A major evidence review in the British Journal of Sports Medicine reports that structured exercise can meaningfully reduce symptoms of depression and anxiety, often performing as well as established treatments. The authors assessed a large body of randomized trial data to compare different exercise types, intensities and settings.
The umbrella review combined results from dozens of prior meta-analyses, covering hundreds of individual trials and tens of thousands of participants across a wide age range. Overall, the synthesis found a medium-sized improvement in depression symptoms and a small-to-medium improvement in anxiety.
Which workouts seemed most effective
Aerobic exercise such as running, swimming and dance stood out for depression, particularly when sessions were supervised or done in groups. For anxiety, shorter programs lasting up to about 8 weeks and using lower-intensity activity appeared to deliver the most consistent benefits.
Researchers also found improvements across resistance training and mind-body approaches such as yoga, tai chi and qigong, as well as mixed programs that combine formats. Effects were observed regardless of sex, suggesting exercise can be broadly useful, even if the best “fit” varies by person.
Who benefited most in the data
The strongest reductions were reported among young adults ages 18 to 30 and among women after giving birth, groups that also face elevated risks of mood and anxiety symptoms. The authors note that social and practical factors, including support and accountability, may help explain why group formats performed well.
While the results were generally comparable to medication or talking therapies, the study does not argue that exercise should replace clinical care for everyone. Instead, it points to exercise as a credible first-line or add-on option, especially where access to therapy or medication is limited or where people prefer non-drug approaches.

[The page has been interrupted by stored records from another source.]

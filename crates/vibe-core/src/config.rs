//! Core configuration

use serde::{Deserialize, Serialize};
use std::time::Duration;
use vibe_genai::prompts::{DEFAULT_POLISH_INSTRUCTION, DEFAULT_REMIX_INSTRUCTION};
use vibe_genai::{millis, RetryPolicy, DEFAULT_MODEL, FALLBACK_MODELS};

/// Free-plan projects per calendar month
pub const MAX_FREE_PROJECTS: usize = 3;

/// Editing and generation configuration
#[derive(Debug, Clone, PartialEq, Eq, Serialize, Deserialize)]
#[serde(default)]
pub struct CoreConfig {
    /// Primary model first, then fallbacks in order
    pub models: Vec<String>,
    /// Capacity retry budget per model
    pub retry: RetryPolicy,
    /// Per-request timeout for the generation service
    #[serde(with = "millis")]
    pub request_timeout: Duration,
    /// Projects a free user may create per month
    pub free_project_limit: usize,
    /// Maximum cached image analyses
    pub cache_capacity: u64,
    #[serde(with = "millis")]
    pub cache_ttl: Duration,
    /// Instruction sent with sandbox remix requests
    pub remix_instruction: String,
    /// Instruction sent with sandbox polish requests
    pub polish_instruction: String,
    /// Annotate editable nodes with stable ids and address edits by id
    pub stable_node_ids: bool,
}

impl Default for CoreConfig {
    fn default() -> Self {
        let mut models = vec![DEFAULT_MODEL.to_owned()];
        models.extend(FALLBACK_MODELS.iter().map(|m| (*m).to_owned()));
        Self {
            models,
            retry: RetryPolicy::default(),
            request_timeout: Duration::from_secs(120),
            free_project_limit: MAX_FREE_PROJECTS,
            cache_capacity: 256,
            cache_ttl: Duration::from_secs(3600),
            remix_instruction: DEFAULT_REMIX_INSTRUCTION.to_owned(),
            polish_instruction: DEFAULT_POLISH_INSTRUCTION.to_owned(),
            stable_node_ids: true,
        }
    }
}

impl CoreConfig {
    #[must_use]
    pub fn with_models(mut self, models: Vec<String>) -> Self {
        self.models = models;
        self
    }

    #[must_use]
    pub const fn with_retry(mut self, retry: RetryPolicy) -> Self {
        self.retry = retry;
        self
    }

    #[must_use]
    pub const fn with_request_timeout(mut self, timeout: Duration) -> Self {
        self.request_timeout = timeout;
        self
    }

    #[must_use]
    pub const fn with_free_project_limit(mut self, limit: usize) -> Self {
        self.free_project_limit = limit;
        self
    }

    #[must_use]
    pub const fn with_cache(mut self, capacity: u64, ttl: Duration) -> Self {
        self.cache_capacity = capacity;
        self.cache_ttl = ttl;
        self
    }

    #[must_use]
    pub fn with_remix_instruction(mut self, instruction: impl Into<String>) -> Self {
        self.remix_instruction = instruction.into();
        self
    }

    #[must_use]
    pub fn with_polish_instruction(mut self, instruction: impl Into<String>) -> Self {
        self.polish_instruction = instruction.into();
        self
    }

    #[must_use]
    pub const fn with_stable_node_ids(mut self, enabled: bool) -> Self {
        self.stable_node_ids = enabled;
        self
    }
}
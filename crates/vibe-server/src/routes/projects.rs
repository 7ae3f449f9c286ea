//! Projects, usage, gallery and billing endpoints

use super::{credential, json, json_body, with_state};
use crate::error::{finish, ApiError};
use crate::state::{AppState, WEBHOOK_SECRET_HEADER};
use serde::{Deserialize, Serialize};
use vibe_core::{BillingEvent, GalleryId, NewGalleryItem, NewProject, ProjectId, ProjectUpdate};
use warp::filters::BoxedFilter;
use warp::reply::Response;
use warp::Filter;

/// `GET /api/gallery?limit=N`
#[derive(Debug, Clone, Copy, Default, Deserialize)]
pub struct GalleryQuery {
    pub limit: Option<usize>,
}

#[derive(Debug, Serialize)]
struct Received {
    received: bool,
}

#[derive(Debug, Serialize)]
struct Deleted {
    deleted: bool,
}

pub(crate) fn routes(state: &AppState) -> BoxedFilter<(Response,)> {
    let limit = state.body_limit;

    let list_route = warp::path!("api" / "projects")
        .and(warp::get())
        .and(with_state(state.clone()))
        .and(credential())
        .and_then(|state, credential| async move { finish(list_projects(state, credential).await) });

    let create_route = warp::path!("api" / "projects")
        .and(warp::post())
        .and(with_state(state.clone()))
        .and(credential())
        .and(json_body::<NewProject>(limit))
        .and_then(|state, credential, body| async move { finish(create_project(state, credential, body).await) });

    let get_route = warp::path!("api" / "projects" / String)
        .and(warp::get())
        .and(with_state(state.clone()))
        .and(credential())
        .and_then(|id, state, credential| async move { finish(get_project(state, credential, id).await) });

    let update_route = warp::path!("api" / "projects" / String)
        .and(warp::patch())
        .and(with_state(state.clone()))
        .and(credential())
        .and(json_body::<ProjectUpdate>(limit))
        .and_then(|id, state, credential, body| async move {
            finish(update_project(state, credential, id, body).await)
        });

    let delete_route = warp::path!("api" / "projects" / String)
        .and(warp::delete())
        .and(with_state(state.clone()))
        .and(credential())
        .and_then(|id, state, credential| async move { finish(delete_project(state, credential, id).await) });

    let usage_route = warp::path!("api" / "user" / "usage")
        .and(warp::get())
        .and(with_state(state.clone()))
        .and(credential())
        .and_then(|state, credential| async move { finish(usage(state, credential).await) });

    let gallery_route = warp::path!("api" / "gallery")
        .and(warp::get())
        .and(with_state(state.clone()))
        .and(warp::query::<GalleryQuery>())
        .and_then(|state, query| async move { finish(list_gallery(state, query).await) });

    let publish_route = warp::path!("api" / "gallery")
        .and(warp::post())
        .and(with_state(state.clone()))
        .and(credential())
        .and(json_body::<NewGalleryItem>(limit))
        .and_then(|state, credential, body| async move { finish(publish(state, credential, body).await) });

    let unpublish_route = warp::path!("api" / "gallery" / String)
        .and(warp::delete())
        .and(with_state(state.clone()))
        .and(credential())
        .and_then(|id, state, credential| async move { finish(unpublish(state, credential, id).await) });

    let webhook_route = warp::path!("api" / "billing" / "webhook")
        .and(warp::post())
        .and(with_state(state.clone()))
        .and(warp::header::optional::<String>(WEBHOOK_SECRET_HEADER))
        .and(warp::body::content_length_limit(limit))
        .and(warp::body::bytes())
        .and_then(|state, secret, body: warp::hyper::body::Bytes| async move {
            finish(webhook(state, secret, &body).await)
        });

    list_route
        .or(create_route)
        .unify()
        .or(get_route)
        .unify()
        .or(update_route)
        .unify()
        .or(delete_route)
        .unify()
        .or(usage_route)
        .unify()
        .or(gallery_route)
        .unify()
        .or(publish_route)
        .unify()
        .or(unpublish_route)
        .unify()
        .or(webhook_route)
        .unify()
        .boxed()
}

async fn list_projects(state: AppState, credential: Option<String>) -> Result<Response, ApiError> {
    let owner = state.owner(credential.as_deref()).await?;
    Ok(json(&state.projects.list(&owner).await?))
}

async fn create_project(state: AppState, credential: Option<String>, body: NewProject) -> Result<Response, ApiError> {
    let owner = state.owner(credential.as_deref()).await?;
    let project = state.projects.create(&owner, body).await?;
    tracing::info!(owner = %owner, project = %project.id, "Created project");
    Ok(json(&project))
}

async fn get_project(state: AppState, credential: Option<String>, id: String) -> Result<Response, ApiError> {
    let owner = state.owner(credential.as_deref()).await?;
    let id: ProjectId = id.parse()?;
    Ok(json(&state.projects.get(&owner, id).await?))
}

async fn update_project(
    state: AppState,
    credential: Option<String>,
    id: String,
    body: ProjectUpdate,
) -> Result<Response, ApiError> {
    let owner = state.owner(credential.as_deref()).await?;
    let id: ProjectId = id.parse()?;
    Ok(json(&state.projects.update(&owner, id, body).await?))
}

async fn delete_project(state: AppState, credential: Option<String>, id: String) -> Result<Response, ApiError> {
    let owner = state.owner(credential.as_deref()).await?;
    let id: ProjectId = id.parse()?;
    let project = state.projects.delete(&owner, id).await?;
    tracing::info!(owner = %owner, project = %project.id, "Deleted project");
    Ok(json(&project))
}

async fn usage(state: AppState, credential: Option<String>) -> Result<Response, ApiError> {
    let user = state
        .caller(credential.as_deref())
        .await?
        .ok_or(ApiError::Unauthenticated)?;
    Ok(json(&state.limiter.usage(&user).await?))
}

async fn list_gallery(state: AppState, query: GalleryQuery) -> Result<Response, ApiError> {
    let limit = query.limit.unwrap_or(state.gallery_page).min(state.gallery_page);
    Ok(json(&state.gallery.list(limit).await?))
}

async fn publish(state: AppState, credential: Option<String>, body: NewGalleryItem) -> Result<Response, ApiError> {
    let author = state.owner(credential.as_deref()).await?;
    if body.html.trim().is_empty() {
        return Err(ApiError::BadRequest("HTML is required".to_owned()));
    }
    let item = state.gallery.publish(&author, body).await?;
    tracing::info!(author = %author, item = %item.id, "Published to gallery");
    Ok(json(&item))
}

async fn unpublish(state: AppState, credential: Option<String>, id: String) -> Result<Response, ApiError> {
    let author = state.owner(credential.as_deref()).await?;
    let id: GalleryId = id.parse()?;
    state.gallery.delete(&author, id).await?;
    Ok(json(&Deleted { deleted: true }))
}

async fn webhook(state: AppState, secret: Option<String>, body: &[u8]) -> Result<Response, ApiError> {
    if !state.webhook_authorized(secret.as_deref()) {
        tracing::warn!("Rejected billing webhook with a bad secret");
        return Err(ApiError::Webhook("invalid signature".to_owned()));
    }
    let event: BillingEvent = serde_json::from_slice(body).map_err(|err| ApiError::Webhook(err.to_string()))?;
    if let Some(user) = state.users.apply_billing(event).await? {
        tracing::info!(user = %user.id, plan = ?user.plan, "Applied billing event");
    }
    Ok(json(&Received { received: true }))
}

Limits and what comes next
The authors caution that definitions of intensity, frequency and program length differed across studies, making precise prescriptions harder to standardize. Some age groups and exercise formats were also represented by less pooled data than others.
Even with those caveats, the review strengthens the case for tailoring exercise to individual needs, including supervision, setting and duration. Clinicians increasingly emphasize that the most effective program is one a person can start safely and sustain, while tracking symptoms and overall wellbeing.